Our study has various limitations. Given the reliance on ICD-10 codes to select patients and ascertain outcomes, there was a potential for misclassification- or underdetection-related bias especially for comorbidities. Coding practices vary significantly among institutions. Nevertheless, coding quality is checked by medical information professionals in each hospital to correct diagnoses and improve the recording of comorbidity. No details were available concerning disease stage, postoperative complications, and data for 90-day mortality.
However, the demographic characteristics, risk factors, and outcomes of the present study population were very similar to those in previous French studies from the Epithor database (6).
Unlike the Epithor database, the French Administrative database does not record LC information, such as the stage of the disease, preoperative forced expiratory volume, or the American Society of Anesthesiologists score.
Despite these limitations, the strength of our results is related to the large size of our sample (97,440 patients including 4,438 over 80 years old), with national recruitment.
The variable of age had a lower weight in the predicted IHM than did comorbidities of pulmonary and liver disease, or the type of pulmonary resection. A systematic preoperative assessment to evaluate pulmonary, cardiac, liver and renal function precisely is mandatory in the over 80s. Lobectomy or less invasive resections are not linked to an increased risk of postoperative death as compared to bilobectomy or pneumonectomy, which are not acceptable for the management of the over 80s. Therefore, patients over 80 years old without liver, renal, pulmonary and/or cardiovascular comorbidities should be referred to surgery if lobectomy or sublobar resection can be performed.
The authors would like to thank Philip Bastable and Suzanne Rankin (Dijon University Hospital) for revising the manuscript. This work was supported by the Multi-organization Cancer Institute (Institut thématique multi-organismes cancer: ITMO Cancer), the Public Health Research Institute (Institut de Recherche en Santé Publique: IRESP) and the French National Institute of Health and Medical Research (Institut national de la santé et de la recherche médicale: INSERM) in the context of the 2014–2019 cancer plan.
Funding: This study was funded by the Research Department of Dijon University Hospital.
Conflicts of Interest: The authors have no conflicts of interest to declare.

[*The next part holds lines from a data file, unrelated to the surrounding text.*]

//! WebSocket transport implementation using `tokio-tungstenite`.
//!
//! For dealers that sit behind a WebSocket bridge. Each text frame carries
//! one or more protocol lines; a frame's end terminates its last line even
//! without a trailing `\n`. Both `ws://` and `wss://` URLs are supported and
//! TLS is handled transparently via
//! [`MaybeTlsStream`](tokio_tungstenite::MaybeTlsStream).
//!
//! # Feature gate
//!
//! This module is only available when the `transport-websocket` feature is
//! enabled (it is enabled by default).
//!
//! # Example
//!
//! ```rust,no_run
//! # async fn example() -> Result<(), blackjack_client::BlackjackError> {
//! use blackjack_client::{Connector, Transport, WebSocketConnector};
//!
//! let connector = WebSocketConnector::new("ws://localhost:4001/table");
//! let mut transport = connector.connect().await?;
//! transport.send("STATUS".to_string()).await?;
//!
//! if let Some(Ok(line)) = transport.recv().await {
//!     println!("received: {line}");
//! }
//!
//! transport.close().await?;
//! # Ok(())
//! # }
//! ```

use async_trait::async_trait;
use futures_util::{SinkExt, StreamExt};
use tokio_tungstenite::tungstenite::protocol::Message;

use crate::error::{BlackjackError, Result};
use crate::transport::{Connector, LineBuffer, Transport};

/// Type alias for the underlying WebSocket stream.
///
/// Made public so that callers can construct a [`WebSocketLineTransport`]
/// from an existing stream via [`WebSocketLineTransport::from_stream`].
pub type WsStream =
    tokio_tungstenite::WebSocketStream<tokio_tungstenite::MaybeTlsStream<tokio::net::TcpStream>>;

/// A [`Transport`] implementation backed by a WebSocket connection.
///
/// Outgoing lines are sent as one text frame each. Incoming text frames are
/// split on `\n`, so a bridge may batch several lines per frame.
///
/// For advanced use-cases (custom TLS, proxy, headers) construct the stream
/// yourself and use [`WebSocketLineTransport::from_stream`].
///
/// # Cancel Safety
///
/// The [`recv`](Transport::recv) method is cancel-safe. Lines split out of a
/// frame wait in the transport's [`LineBuffer`] until they are returned.
#[derive(Debug)]
pub struct WebSocketLineTransport {
    stream: WsStream,
    buffer: LineBuffer,
    closed: bool,
}

impl WebSocketLineTransport {
    /// Establish a new WebSocket connection to the given URL.
    ///
    /// # Errors
    ///
    /// Returns [`BlackjackError::Io`] if the URL is invalid or the connection
    /// cannot be established. When the underlying error is an I/O error its
    /// [`ErrorKind`](std::io::ErrorKind) is preserved; all other errors are
    /// mapped to [`ErrorKind::Other`](std::io::ErrorKind::Other).
    pub async fn connect(url: &str) -> Result<Self> {
        tracing::debug!(url = %url, "connecting to WebSocket dealer");

        let (stream, _response) = tokio_tungstenite::connect_async(url).await.map_err(|e| {
            let kind = match &e {
                tokio_tungstenite::tungstenite::Error::Io(io) => io.kind(),
                _ => std::io::ErrorKind::Other,
            };
            BlackjackError::Io(std::io::Error::new(kind, e))
        })?;

        tracing::info!(url = %url, "WebSocket connection established");

        Ok(Self::from_stream(stream))
    }

    /// Create a [`WebSocketLineTransport`] from an already-established stream.
    pub fn from_stream(stream: WsStream) -> Self {
        Self {
            stream,
            buffer: LineBuffer::new(),
            closed: false,
        }
    }
}

#[async_trait]
impl Transport for WebSocketLineTransport {
    async fn send(&mut self, line: String) -> Result<()> {
        if self.closed {
            return Err(BlackjackError::TransportClosed);
        }
        self.stream
            .send(Message::Text(line.into()))
            .await
            .map_err(|e| BlackjackError::TransportSend(e.to_string()))
    }

    async fn recv(&mut self) -> Option<Result<String>> {
        loop {
            if let Some(line) = self.buffer.next_line() {
                return Some(Ok(line));
            }

            let msg = match self.stream.next().await {
                Some(Ok(msg)) => msg,
                Some(Err(e)) => {
                    return Some(Err(BlackjackError::TransportReceive(e.to_string())));
                }
                None => return None,
            };

            match msg {
                Message::Text(text) => {
                    let mut frame = text.as_str().as_bytes().to_vec();
                    if frame.last() != Some(&b'\n') {
                        frame.push(b'\n');
                    }
                    if let Err(e) = self.buffer.extend(&frame) {
                        tracing::warn!(error = %e, "dropping oversized frame");
                        return Some(Err(e));
                    }
                }
                Message::Close(frame) => {
                    tracing::debug!(?frame, "received WebSocket close frame");
                    return None;
                }
                Message::Ping(_) => {
                    // tungstenite auto-queues a Pong reply.
                    tracing::debug!("received WebSocket ping");
                }
                Message::Pong(_) => {
                    tracing::debug!("received WebSocket pong (ignored)");
                }
                Message::Binary(_) => {
                    tracing::warn!("received unexpected binary WebSocket frame, skipping");
                }
                Message::Frame(_) => {
                    // Never produced by the read half; kept for exhaustiveness.
                    tracing::debug!("received raw WebSocket frame, skipping");
                }
            }
        }
    }

    async fn close(&mut self) -> Result<()> {
        if self.closed {
            return Ok(());
        }
        self.closed = true;
        self.stream
            .close(None)
            .await
            .map_err(|e| BlackjackError::TransportSend(e.to_string()))
    }
}

/// Opens [`WebSocketLineTransport`]s to a fixed URL.
#[derive(Debug, Clone)]
pub struct WebSocketConnector {
    url: String,
}

impl WebSocketConnector {
    /// Create a connector for `url`, e.g. `"ws://127.0.0.1:4001"`.
    pub fn new(url: impl Into<String>) -> Self {
        Self { url: url.into() }
    }

    /// The URL this connector dials.
    pub fn url(&self) -> &str {
        &self.url
    }
}

#[async_trait]
impl Connector for WebSocketConnector {
    type Transport = WebSocketLineTransport;

    async fn connect(&self) -> Result<WebSocketLineTransport> {
        WebSocketLineTransport::connect(&self.url).await
    }
}

#[cfg(test)]
#[cfg(feature = "transport-websocket")]
#[allow(
    clippy::unwrap_used,
    clippy::expect_used,
    clippy::panic,
    clippy::todo,
    clippy::unimplemented,
    clippy::indexing_slicing
)]
mod tests {
    use super::*;

    #[test]
    fn websocket_transport_is_send() {
        fn assert_send<T: Send>() {}
        assert_send::<WebSocketLineTransport>();
    }

    #[tokio::test]
    async fn connect_fails_with_invalid_url() {
        let result = WebSocketConnector::new("not-a-valid-url").connect().await;
        let err = result.unwrap_err();
        assert!(matches!(err, BlackjackError::Io(_)));
    }

    // ── Mock-stream helpers ──────────────────────────────────────────────

    use tokio::net::TcpListener;

    /// Start a local WebSocket server that runs `handler` on the accepted
    /// connection and returns the URL to connect to.
    async fn start_mock_server<F, Fut>(handler: F) -> String
    where
        F: FnOnce(tokio_tungstenite::WebSocketStream<tokio::net::TcpStream>) -> Fut
            + Send
            + 'static,
        Fut: std::future::Future<Output = ()> + Send,
    {
        let listener = TcpListener::bind("127.0.0.1:0").await.unwrap();
        let addr = listener.local_addr().unwrap();

        tokio::spawn(async move {
            let (tcp, _) = listener.accept().await.unwrap();
            let ws = tokio_tungstenite::accept_async(tcp).await.unwrap();
            handler(ws).await;
        });

        format!("ws://{addr}")
    }

    // ── Mock-stream tests ────────────────────────────────────────────────

    #[tokio::test]
    async fn frame_end_terminates_a_line() {
        let url = start_mock_server(|mut ws| async move {
            ws.send(Message::Text("WIN".into())).await.unwrap();
            ws.send(Message::Text("PUSH\n".into())).await.unwrap();
            ws.close(None).await.unwrap();
        })
        .await;

        let mut transport = WebSocketLineTransport::connect(&url).await.unwrap();
        assert_eq!(transport.recv().await.unwrap().unwrap(), "WIN");
        assert_eq!(transport.recv().await.unwrap().unwrap(), "PUSH");
    }

    #[tokio::test]
    async fn batched_frame_yields_each_line() {
        let url = start_mock_server(|mut ws| async move {
            ws.send(Message::Text(
                "DEALER 20 K♠ Q♥\nLOSE\nAWAITING INPUT".into(),
            ))
            .await
            .unwrap();
            ws.close(None).await.unwrap();
        })
        .await;

        let mut transport = WebSocketLineTransport::connect(&url).await.unwrap();
        assert_eq!(transport.recv().await.unwrap().unwrap(), "DEALER 20 K♠ Q♥");
        assert_eq!(transport.recv().await.unwrap().unwrap(), "LOSE");
        assert_eq!(transport.recv().await.unwrap().unwrap(), "AWAITING INPUT");
        assert!(transport.recv().await.is_none());
    }

    #[tokio::test]
    async fn recv_skips_binary_frames() {
        let url = start_mock_server(|mut ws| async move {
            ws.send(Message::Binary(vec![0xDE, 0xAD].into()))
                .await
                .unwrap();
            ws.send(Message::Text("OK balance:90".into())).await.unwrap();
            ws.close(None).await.unwrap();
        })
        .await;

        let mut transport = WebSocketLineTransport::connect(&url).await.unwrap();
        assert_eq!(transport.recv().await.unwrap().unwrap(), "OK balance:90");
    }

    #[tokio::test]
    async fn send_uses_one_frame_per_line() {
        let url = start_mock_server(|mut ws| async move {
            if let Some(Ok(Message::Text(text))) = ws.next().await {
                ws.send(Message::Text(format!("echo {}", text.as_str()).into()))
                    .await
                    .unwrap();
            }
            ws.close(None).await.unwrap();
        })
        .await;

        let mut transport = WebSocketLineTransport::connect(&url).await.unwrap();
        transport.send("BET 10".to_string()).await.unwrap();
        assert_eq!(transport.recv().await.unwrap().unwrap(), "echo BET 10");
    }

    #[tokio::test]
    async fn send_after_close_returns_transport_closed() {
        let url = start_mock_server(|mut ws| async move {
            while let Some(Ok(_)) = ws.next().await {}
        })
        .await;

        let mut transport = WebSocketLineTransport::connect(&url).await.unwrap();
        transport.close().await.unwrap();
        transport.close().await.unwrap();

        let err = transport.send("HIT".to_string()).await.unwrap_err();
        assert!(matches!(err, BlackjackError::TransportClosed));
    }
}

Ethical Statement: Every patient operated in France receive the information which confirm that all medical data concerning their hospitalization will be collected into the French administrative database and could be used for research. If they don’t agree, the information’s relatives to their hospitalization won’t be collected. There is only an information and no signed consent, as described in the French law, there’s no need for ethics committee.